In this blog, we will solve some best and most frequently asked Java programming challenges. So without any further wait, let’s start learning!
Anagrams
Problem Statement
Given two strings. Check whether both the strings are anagrams of each other or not.
[ Anagram strings are those strings that have the same characters, only the order of characters may be different ]

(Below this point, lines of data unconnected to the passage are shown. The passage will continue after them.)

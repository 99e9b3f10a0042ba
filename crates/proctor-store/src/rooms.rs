//! CRUD operations for [`Room`] records.

use rusqlite::{params, OptionalExtension};
use uuid::Uuid;

use crate::columns::{ts, ts_at, uuid_at};
use crate::database::Database;
use crate::error::{not_found, unique_violation, Result};
use crate::models::Room;
use crate::repo::RoomRepository;

const COLUMNS: &str = "id, building, number, capacity, created_at, updated_at";

impl RoomRepository for Database {
    fn insert_room(&self, room: &Room) -> Result<()> {
        self.conn()
            .execute(
                "INSERT INTO rooms (id, building, number, capacity, created_at, updated_at)
                 VALUES (?1, ?2, ?3, ?4, ?5, ?6)",
                params![
                    room.id.to_string(),
                    room.building,
                    room.number,
                    room.capacity,
                    ts(&room.created_at),
                    ts(&room.updated_at),
                ],
            )
            .map_err(|e| unique_violation(e, "A room with this building and number already exists"))?;
        Ok(())
    }

    fn get_room(&self, id: Uuid) -> Result<Room> {
        self.conn()
            .query_row(
                &format!("SELECT {COLUMNS} FROM rooms WHERE id = ?1"),
                params![id.to_string()],
                row_to_room,
            )
            .map_err(not_found)
    }

    fn find_room(&self, building: &str, number: &str) -> Result<Option<Room>> {
        let room = self
            .conn()
            .query_row(
                &format!("SELECT {COLUMNS} FROM rooms WHERE building = ?1 AND number = ?2"),
                params![building, number],
                row_to_room,
            )
            .optional()?;
        Ok(room)
    }

    fn list_rooms(&self) -> Result<Vec<Room>> {
        let mut stmt = self
            .conn()
            .prepare(&format!("SELECT {COLUMNS} FROM rooms ORDER BY building ASC, number ASC"))?;

        let rows = stmt.query_map([], row_to_room)?;

        let mut rooms = Vec::new();
        for row in rows {
            rooms.push(row?);
        }
        Ok(rooms)
    }
}

fn row_to_room(row: &rusqlite::Row<'_>) -> rusqlite::Result<Room> {
    Ok(Room {
        id: uuid_at(row, 0)?,
        building: row.get(1)?,
        number: row.get(2)?,
        capacity: row.get(3)?,
        created_at: ts_at(row, 4)?,
        updated_at: ts_at(row, 5)?,
    })
}

#[cfg(test)]
mod tests {
    use super::*;
    use crate::error::StoreError;

    #[test]
    fn test_building_and_number_unique() {
        let db = Database::open_in_memory().unwrap();
        let room = Room::new("Main Building", "101", 50);
        db.insert_room(&room).unwrap();
        db.insert_room(&Room::new("Main Building", "102", 30)).unwrap();
        db.insert_room(&Room::new("Science Hall", "101", 30)).unwrap();

        let err = db.insert_room(&Room::new("Main Building", "101", 10)).unwrap_err();
        assert!(matches!(err, StoreError::Conflict(_)));

        assert_eq!(db.find_room("Main Building", "101").unwrap(), Some(room.clone()));
        assert_eq!(db.get_room(room.id).unwrap().label(), "Main Building, Room 101");
        assert_eq!(db.list_rooms().unwrap().len(), 3);
    }

    #[test]
    fn test_capacity_must_be_positive() {
        let db = Database::open_in_memory().unwrap();
        let err = db.insert_room(&Room::new("Annex", "1", 0)).unwrap_err();
        assert!(matches!(err, StoreError::Sqlite(_)));
    }
}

One method to solve this problem is sorting both strings and checking whether both are equal or not. But the sorting operation would take O(n*log(n)) time. So instead of sorting, we will count the frequency of characters, and if the frequency is the same, then both will be anagrams of each other.
Code
import java.util.*;
class Solution {
// Function to check whether anagram strings
public static boolean CheckAnagram(String str1, String str2) {
//Comparing the lengths
if (str1.length() != str2.length()) {
return false ;
}
//Creating and initialising arrays
int count1[] = new int[256];
Arrays.fill(count1, 0);
int count2[] = new int[256];
Arrays.fill(count2, 0);
int i;
for (i = 0; i < str1.length() && i < str2.length(); i++) {
count1[str1.charAt(i)]++;
count2[str2.charAt(i)]++;
}
// Compare count arrays
for (i = 0; i < 256; i++) {
if (count1[i] != count2[i]) {
return false;
}
}
return true;
}
//Main starts here
public static void main(String args[]) {
String str1 = "coding";
String str2 = "ingodc";
// Function call
if (CheckAnagram(str1, str2)) {
System.out.println("Strings are anagrams");
}
else{
System.out.println("Strings are not anagrams");
}
}
}
You can also try this code with Online Java Compiler
In the above example, we created a checkAnagram() function and passed both strings to it. After that, we created two arrays of size 256 to store the frequency of all possible characters of the string. Once we had iterated, we checked the frequency of characters of both strings and likewise returned the result.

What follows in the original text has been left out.